A School and a Schoolboy
Many of us India have always wondered about where the tax payer’s money is going. Ever since Rajiv Gandhi made that famous statement about 15 paisa of every rupee allocated by the state was actually utilised for the given purpose, the figure has slid down now to 5 paisa! So this story of a young man who told this story and who boasts that half of his body belongs to the government of India because he was brought up and fed and sheltered at the expense of the state is a touching one indeed.
The story of Viswas begins in a small Andhra coastal village where
his father was a family physician to the local landlords of the area.
The father was not a qualified physician; he was a traditional healer
who had learnt the craft from his family. Although he and his family
were not living in penury, they were not rich either. The father had
enrolled Viswas in the local village school and in time was expected to
take up an apprenticeship with his father and learn the trade.

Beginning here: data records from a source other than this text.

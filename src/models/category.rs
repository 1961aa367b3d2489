use serde::{Deserialize, Serialize};
use sqlx::FromRow;
use uuid::Uuid;

/// A labeled tag used to group and filter games
#[derive(Debug, Clone, PartialEq, Eq, Serialize, Deserialize, FromRow)]
pub struct Category {
    pub category_id: Uuid,
    /// Unique display name, also the value matched by the search filter
    pub label: String,
}

impl Category {
    pub fn new(label: impl Into<String>) -> Self {
        Self {
            category_id: Uuid::new_v4(),
            label: label.into(),
        }
    }
}
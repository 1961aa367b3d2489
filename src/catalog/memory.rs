//! In-memory `GameRepository` used by unit and router tests.

use std::cmp::Ordering;

use async_trait::async_trait;
use chrono::{Duration, TimeZone, Utc};
use tokio::sync::RwLock;
use uuid::Uuid;

use super::search::{GameQuery, GameRepository, RepositoryError, SortField, SortOrder};
use crate::models::{Category, Game};

/// Keeps games in insertion order, which doubles as the default order
pub struct InMemoryGameRepository {
    games: RwLock<Vec<Game>>,
}

impl InMemoryGameRepository {
    pub fn new(games: Vec<Game>) -> Self {
        Self {
            games: RwLock::new(games),
        }
    }

    pub async fn insert(&self, game: Game) {
        self.games.write().await.push(game);
    }
}

fn matches(query: &GameQuery, game: &Game) -> bool {
    if query.visible_only && !game.is_visible {
        return false;
    }
    if let Some(title) = &query.title {
        if !game.title.to_lowercase().contains(&title.to_lowercase()) {
            return false;
        }
    }
    query.categories.is_empty() || game.belongs_to_any(&query.categories)
}

fn compare(a: &Game, b: &Game, by: SortField) -> Ordering {
    match by {
        SortField::Title => a.title.cmp(&b.title),
        SortField::CreatedAt => a.created_at.cmp(&b.created_at),
    }
}

#[async_trait]
impl GameRepository for InMemoryGameRepository {
    async fn find_all(&self) -> Result<Vec<Game>, RepositoryError> {
        Ok(self.games.read().await.clone())
    }

    async fn search(&self, query: &GameQuery) -> Result<Vec<Game>, RepositoryError> {
        let mut games: Vec<Game> = self
            .games
            .read()
            .await
            .iter()
            .filter(|game| matches(query, game))
            .cloned()
            .collect();

        if let Some(sort) = query.sort {
            games.sort_by(|a, b| {
                let primary = match sort.order {
                    SortOrder::Asc => compare(a, b, sort.by),
                    SortOrder::Desc => compare(b, a, sort.by),
                };
                primary.then_with(|| a.game_id.cmp(&b.game_id))
            });
        }

        if let Some(page) = query.pagination {
            games = games
                .into_iter()
                .skip(page.offset() as usize)
                .take(page.limit() as usize)
                .collect();
        }

        Ok(games)
    }

    async fn count(&self, query: &GameQuery) -> Result<u64, RepositoryError> {
        let games = self.games.read().await;
        Ok(games.iter().filter(|game| matches(query, game)).count() as u64)
    }
}

/// Visible game tagged with `labels`, created `minute` minutes after a fixed epoch
pub fn fixture_game(title: &str, labels: &[&str], minute: i64) -> Game {
    let created_at =
        Utc.with_ymd_and_hms(2024, 1, 1, 12, 0, 0).unwrap() + Duration::minutes(minute);

    Game {
        game_id: Uuid::new_v4(),
        title: title.to_string(),
        slug: super::slug::slugify(title),
        description: format!("{} description", title),
        poster: format!("{}.png", Uuid::new_v4()),
        categories: labels.iter().map(|label| Category::new(*label)).collect(),
        is_virtual: false,
        is_visible: true,
        created_at,
        updated_at: created_at,
    }
}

Slowly he crept up the ladder in the village school till class V when
the elderly school headmaster called him to his office and got him to
fill in some forms. Viswas filled in the forms because he trusted the
headmaster and he was a kind man who cared for his students and the
child had grown to be fond of him. Shortly after filling in the forms,
he was called by his class teacher and told that he would have to
appear for a set of examinations based on his Class V subjects. Viswas
was good in his studies and he sat for his examinations with out any
difficulty.
A day came when Visas was called to the headmaster’s office again and told that he would no longer be studying in the local village school. He had gained admission to the Navodaya Vidayala, where he would get free education in the residential schools of the Navodaya Vidyalaya Society till he passed his Standard XII. There would be other opportunities for him to apply for scholarships to further pursue higher education in a congenial environment. By the time he finished his education, he had finished his M.Tech
The Jawahar Navodaya Vidyalaya were first set up in 1985 cater to the educational needs of the talented students generally belonging to the rural areas of the nation. The schools were a brainchild of P.V. Narasimha Rao when he was the minister for human resources development in the Rajiv Gandhi cabinet. One can come across Jawahar Navodaya Vidyalayas everywhere in the nation, except in the state of Tamil Nadu with approximately five hundred and fifty seven of them operating all over the country. Even the teachers in these institutes are selected with care with a national level competitive examination recruiting trained and qualified teachers for the schools.
Visas finished his Class XII and then went on to study M.Tech. Among his friends are an NRI academic, an income tax commissioner, a software engineer and a college lecturer. Viswas himself too teaches in a private college and is busy guiding other small town boys and girls about the way to a bright career. Viswas has company. There have been Navodians who have joined the elite Indian Administrative Service. The Navodaya Schools, by picking up students from some of the remotest parts of the country and giving them an education that they might never had and providing them with opportunities they would perhaps have never even dreamt of are one small example of Bharat Nirman. A small illustration that there is plenty of good in government; with all the rot, decay and corruption that we talk about day in and day out.